20. Jehovah preserves, etc. He insists upon the same truth, -- that God is near to his people to help them in the time of need; this being a sure proof of his presence, that by his mercy they come safe and unhurt out of every danger which befalls them. It is worthy of our notice, that, instead of fear, he now speaks of love; for, in distinguishing believers by this title, that they love God, he intimates it to be the root of true godliness, that they submit themselves to him voluntarily, which again is the effect of faith. Till God draw us by the attractions of his grace, this placid submission will never follow. The love spoken of by David, however, is perhaps more extensive, as God's people not only attach themselves to him in the way of obedience to his authority, but knowing that union to him is of all other things most desirable, aspire with their whole soul after this happiness. Still there can be no doubt, that the reference is to it here as the chief part of holiness and righteousness, as was said by Moses,
"And now, O Israel, what does the Lord thy God require of thee," etc. (Deuteronomy 10:12.)
This effect of godliness in securing our safety and preservation under the divine guardianship, David exemplifies by an opposition clause, declaring, that all the wicked shall, in the just judgment of God, miserably perish.
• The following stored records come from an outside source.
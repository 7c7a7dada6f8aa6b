//! # Error Types
//!
//! Domain-specific error types for tally-core.
//!
//! ## Error Hierarchy
//! ```text
//! ┌─────────────────────────────────────────────────────────────────────────┐
//! │                         Error Types                                     │
//! │                                                                         │
//! │  tally-core errors (this file)                                         │
//! │  ├── CoreError        - Sale state machine violations                  │
//! │  └── ValidationError  - Input validation failures                      │
//! │                                                                         │
//! │  tally-sales errors                                                    │
//! │  └── PosError         - Closed taxonomy returned to callers            │
//! │                                                                         │
//! │  pos-api errors                                                        │
//! │  └── ApiError         - HTTP status + JSON body                        │
//! │                                                                         │
//! │  Flow: ValidationError → CoreError → PosError → ApiError → Client      │
//! └─────────────────────────────────────────────────────────────────────────┘
//! ```

use thiserror::Error;

use crate::money::Money;
use crate::types::SaleStatus;

// =============================================================================
// Core Error
// =============================================================================

/// Sale aggregate rule violations.
#[derive(Debug, Error)]
pub enum CoreError {
    /// Sale is not in a state that allows the requested operation.
    ///
    /// ## When This Occurs
    /// - Adding an item or payment to a completed/cancelled sale
    /// - Finalizing a sale twice
    /// - Rendering a receipt for a sale that is not completed
    #[error("Sale {sale_id} is {status}, cannot {operation}")]
    InvalidSaleStatus {
        sale_id: String,
        status: SaleStatus,
        operation: &'static str,
    },

    /// Finalize attempted before enough money was collected.
    ///
    /// ## User Workflow
    /// ```text
    /// Net total: 235.00   Paid: 200.00
    ///      │
    ///      ▼
    /// finalize()
    ///      │
    ///      ▼
    /// InsufficientPayment { due: 35.00 }  → register asks for more payment
    /// ```
    #[error("Sale {sale_id} is short by {}: net {total_net}, paid {total_paid}", shortfall(.total_net, .total_paid))]
    InsufficientPayment {
        sale_id: String,
        total_net: Money,
        total_paid: Money,
    },

    /// Sale has reached the maximum allowed number of items.
    #[error("Sale cannot have more than {max} items")]
    SaleTooLarge { max: usize },

    /// Validation error (wraps ValidationError).
    #[error("Validation error: {0}")]
    Validation(#[from] ValidationError),
}

fn shortfall(total_net: &Money, total_paid: &Money) -> Money {
    *total_net - *total_paid
}

// =============================================================================
// Validation Error
// =============================================================================

/// Input validation errors.
///
/// These errors occur when caller input doesn't meet requirements.
/// They are never retried: the caller must correct the input.
#[derive(Debug, Clone, PartialEq, Eq, Error)]
pub enum ValidationError {
    /// A required field is missing or empty.
    #[error("{field} is required")]
    Required { field: String },

    /// Field value is too long.
    #[error("{field} must be at most {max} characters")]
    TooLong { field: String, max: usize },

    /// Numeric value is out of range.
    #[error("{field} must be between {min} and {max}")]
    OutOfRange { field: String, min: String, max: String },

    /// Value must be positive.
    #[error("{field} must be positive")]
    MustBePositive { field: String },

    /// Value must not be negative.
    #[error("{field} must not be negative")]
    MustNotBeNegative { field: String },

    /// Invalid format (e.g., invalid UUID, invalid email, bad decimal).
    #[error("{field} has invalid format: {reason}")]
    InvalidFormat { field: String, reason: String },

    /// Value is not in allowed set.
    #[error("{field} must be one of: {}", .allowed.join(", "))]
    NotAllowed { field: String, allowed: Vec<String> },
}

// =============================================================================
// Result Type Alias
// =============================================================================

/// Convenience type alias for Results with CoreError.
pub type CoreResult<T> = Result<T, CoreError>;

// =============================================================================
// Unit Tests
// =============================================================================

#[cfg(test)]
mod tests {
    use super::*;

    #[test]
    fn test_error_messages() {
        let err = CoreError::InsufficientPayment {
            sale_id: "s-1".to_string(),
            total_net: Money::from_cents(23500),
            total_paid: Money::from_cents(20000),
        };
        assert_eq!(
            err.to_string(),
            "Sale s-1 is short by 35.00: net 235.00, paid 200.00"
        );

        let err = CoreError::InvalidSaleStatus {
            sale_id: "s-1".to_string(),
            status: SaleStatus::Completed,
            operation: "add item",
        };
        assert_eq!(err.to_string(), "Sale s-1 is completed, cannot add item");
    }

    #[test]
    fn test_validation_error_messages() {
        let err = ValidationError::Required {
            field: "operator_id".to_string(),
        };
        assert_eq!(err.to_string(), "operator_id is required");

        let err = ValidationError::NotAllowed {
            field: "method".to_string(),
            allowed: vec!["cash".to_string(), "pix".to_string()],
        };
        assert_eq!(err.to_string(), "method must be one of: cash, pix");
    }

    #[test]
    fn test_validation_converts_to_core_error() {
        let validation_err = ValidationError::MustBePositive {
            field: "quantity".to_string(),
        };
        let core_err: CoreError = validation_err.into();
        assert!(matches!(core_err, CoreError::Validation(_)));
    }
}
//! # tally-core: Pure Sale Lifecycle Logic for Tally POS
//!
//! This crate is the **heart** of Tally POS. It holds every rule about a
//! sale as plain data and pure functions, with zero I/O dependencies.
//!
//! ## Architecture Position
//! ```text
//! ┌─────────────────────────────────────────────────────────────────────────┐
//! │                        Tally POS Architecture                           │
//! │                                                                         │
//! │  ┌─────────────────────────────────────────────────────────────────┐   │
//! │  │                    pos-api (axum)                               │   │
//! │  │    POST /sales ─► /items ─► /payments ─► /finalize ─► /receipt  │   │
//! │  └─────────────────────────────┬───────────────────────────────────┘   │
//! │                                │                                        │
//! │  ┌─────────────────────────────▼───────────────────────────────────┐   │
//! │  │                 tally-sales (SaleService)                       │   │
//! │  │        unit of work: load → mutate → commit, with retry         │   │
//! │  └─────────────────────────────┬───────────────────────────────────┘   │
//! │                                │                                        │
//! │  ┌─────────────────────────────▼───────────────────────────────────┐   │
//! │  │               ★ tally-core (THIS CRATE) ★                       │   │
//! │  │                                                                 │   │
//! │  │   ┌───────────┐  ┌───────────┐  ┌───────────┐  ┌───────────┐  │   │
//! │  │   │   types   │  │   money   │  │   sale    │  │ validation│  │   │
//! │  │   │  Product  │  │   Money   │  │ Aggregate │  │   rules   │  │   │
//! │  │   │   Sale    │  │ Quantity  │  │  totals   │  │  checks   │  │   │
//! │  │   └───────────┘  └───────────┘  └───────────┘  └───────────┘  │   │
//! │  │                                                                 │   │
//! │  │   NO I/O • NO DATABASE • NO NETWORK • PURE FUNCTIONS           │   │
//! │  └─────────────────────────────────────────────────────────────────┘   │
//! └─────────────────────────────────────────────────────────────────────────┘
//! ```
//!
//! ## Modules
//!
//! - [`types`] - Domain types (Product, Sale, SaleItem, SalePayment, ...)
//! - [`money`] - Money and Quantity with integer arithmetic
//! - [`sale`] - The sale aggregate and its state machine
//! - [`error`] - Domain error types
//! - [`validation`] - Input validation rules
//!
//! ## Example Usage
//!
//! ```rust
//! use chrono::Utc;
//! use tally_core::money::{Money, Quantity};
//! use tally_core::sale::{NewSale, NewSaleItem, SaleAggregate};
//! use tally_core::types::{ProductSnapshot, TaxRate};
//!
//! let mut sale = SaleAggregate::open(
//!     uuid::Uuid::new_v4(),
//!     NewSale { operator_id: "op-1".into(), ..Default::default() },
//!     Utc::now(),
//! )
//! .unwrap();
//!
//! let product = ProductSnapshot {
//!     product_id: "p-1".into(),
//!     name: "Espresso".into(),
//!     sku: "ESP".into(),
//!     unit_label: "un".into(),
//!     unit_price: Money::from_cents(450),
//!     tax_rate: TaxRate::zero(),
//! };
//! sale.add_item(NewSaleItem::new(product, Quantity::from_units(2)), Utc::now()).unwrap();
//!
//! assert_eq!(sale.sale().total_net.cents(), 900);
//! ```

// =============================================================================
// Module Declarations
// =============================================================================

pub mod error;
pub mod money;
pub mod sale;
pub mod types;
pub mod validation;

// =============================================================================
// Re-exports for Convenience
// =============================================================================

pub use error::{CoreError, CoreResult, ValidationError};
pub use money::{Money, Quantity, MAX_MONEY_CENTS};
pub use sale::{NewPayment, NewSale, NewSaleItem, SaleAggregate};
pub use types::*;

// =============================================================================
// Crate-Level Constants
// =============================================================================

/// Maximum line items on a single sale.
pub const MAX_SALE_ITEMS: usize = 500;

/// Maximum quantity on a single line, in milli-units (99 999.999).
pub const MAX_ITEM_QUANTITY_MILLI: i64 = 99_999_999;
That he might close as he had begun, he again affirms, that he will publish the praises of God, and urges all to the same duty by his example. Some would read, every living thing shall bless, but this does not seem to me a proper reading. When Moses, speaking of the flood, says, that "all flesh in which was the breath of life perished," I grant that the term comprehends the brute creation, but wherever "flesh" is mentioned without any addition, the reference is only to men. Nor is David here stating what they would, but what they should do, declaring all men bound by the great and inexhaustible goodness of God constantly and for ever to praise him.